[Stored data]

◆ ◆ ◆ ◆

//! Bit-level signal references.
//!
//! A [`SigBit`] is either a constant [`Logic`] value or one bit of a wire; a
//! [`SigSpec`] is an ordered sequence of bits, least significant first.

use crate::ids::WireId;
use serde::{Deserialize, Serialize};
use std::ops::Index;
use tessel_common::{Logic, LogicVec};

/// A single signal bit.
///
/// Two wire bits are equal exactly when they name the same bit of the same
/// wire, which is how identity of a resolved net is observed.
#[derive(Clone, Copy, PartialEq, Eq, Hash, Debug, Serialize, Deserialize)]
pub enum SigBit {
    /// A constant driver.
    Const(Logic),
    /// Bit `offset` of a wire (0 is the least significant bit).
    Wire {
        /// The wire.
        wire: WireId,
        /// Bit index within the wire.
        offset: u32,
    },
}

impl SigBit {
    /// Bit `offset` of `wire`.
    pub fn wire(wire: WireId, offset: u32) -> Self {
        SigBit::Wire { wire, offset }
    }

    /// Returns `true` for constant bits.
    pub fn is_const(self) -> bool {
        matches!(self, SigBit::Const(_))
    }

    /// Returns the wire this bit belongs to, if any.
    pub fn as_wire(self) -> Option<(WireId, u32)> {
        match self {
            SigBit::Wire { wire, offset } => Some((wire, offset)),
            SigBit::Const(_) => None,
        }
    }
}

impl From<Logic> for SigBit {
    fn from(value: Logic) -> Self {
        SigBit::Const(value)
    }
}

/// An ordered sequence of [`SigBit`]s, least significant bit first.
#[derive(Clone, PartialEq, Eq, Hash, Debug, Default, Serialize, Deserialize)]
pub struct SigSpec {
    bits: Vec<SigBit>,
}

impl SigSpec {
    /// An empty signal.
    pub fn new() -> Self {
        Self::default()
    }

    /// All bits of a wire of the given width, bit 0 first.
    pub fn from_wire(wire: WireId, width: u32) -> Self {
        (0..width).map(|offset| SigBit::wire(wire, offset)).collect()
    }

    /// `width` copies of a constant value.
    pub fn constant(value: Logic, width: u32) -> Self {
        Self {
            bits: vec![SigBit::Const(value); width as usize],
        }
    }

    /// The bits of a constant vector.
    pub fn from_const(value: &LogicVec) -> Self {
        value.iter().map(SigBit::Const).collect()
    }

    /// Number of bits.
    pub fn width(&self) -> u32 {
        self.bits.len() as u32
    }

    /// Returns `true` if there are no bits.
    pub fn is_empty(&self) -> bool {
        self.bits.is_empty()
    }

    /// Appends one bit at the most significant end.
    pub fn push(&mut self, bit: impl Into<SigBit>) {
        self.bits.push(bit.into());
    }

    /// Appends all bits of `other` above the current most significant bit.
    pub fn append(&mut self, other: &SigSpec) {
        self.bits.extend_from_slice(&other.bits);
    }

    /// This signal concatenated with itself `count` times.
    pub fn repeat(&self, count: u32) -> SigSpec {
        let mut out = SigSpec::new();
        for _ in 0..count {
            out.append(self);
        }
        out
    }

    /// Returns `true` if every bit is a constant.
    pub fn is_fully_const(&self) -> bool {
        self.bits.iter().all(|b| b.is_const())
    }

    /// Returns the constant value if every bit is a constant.
    pub fn as_const(&self) -> Option<LogicVec> {
        self.bits
            .iter()
            .map(|b| match b {
                SigBit::Const(v) => Some(*v),
                SigBit::Wire { .. } => None,
            })
            .collect()
    }

    /// Returns `true` if this is a constant with at least one `1` bit.
    ///
    /// Any wire bit makes the result `false`.
    pub fn as_bool(&self) -> bool {
        self.as_const().is_some_and(|v| v.as_bool())
    }

    /// The bits, least significant first.
    pub fn bits(&self) -> &[SigBit] {
        &self.bits
    }

    /// Iterates over the bits, least significant first.
    pub fn iter(&self) -> impl Iterator<Item = SigBit> + '_ {
        self.bits.iter().copied()
    }
}

impl From<SigBit> for SigSpec {
    fn from(bit: SigBit) -> Self {
        Self { bits: vec![bit] }
    }
}

impl From<Logic> for SigSpec {
    fn from(value: Logic) -> Self {
        SigSpec::from(SigBit::Const(value))
    }
}

impl FromIterator<SigBit> for SigSpec {
    fn from_iter<T: IntoIterator<Item = SigBit>>(iter: T) -> Self {
        Self {
            bits: iter.into_iter().collect(),
        }
    }
}

impl Index<usize> for SigSpec {
    type Output = SigBit;

    fn index(&self, index: usize) -> &SigBit {
        &self.bits[index]
    }
}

◆ ◆ ◆ ◆

In how many lines of the records does the word "usize" appear? Give the number alone.

### RESULT OF THE EXERCISE
3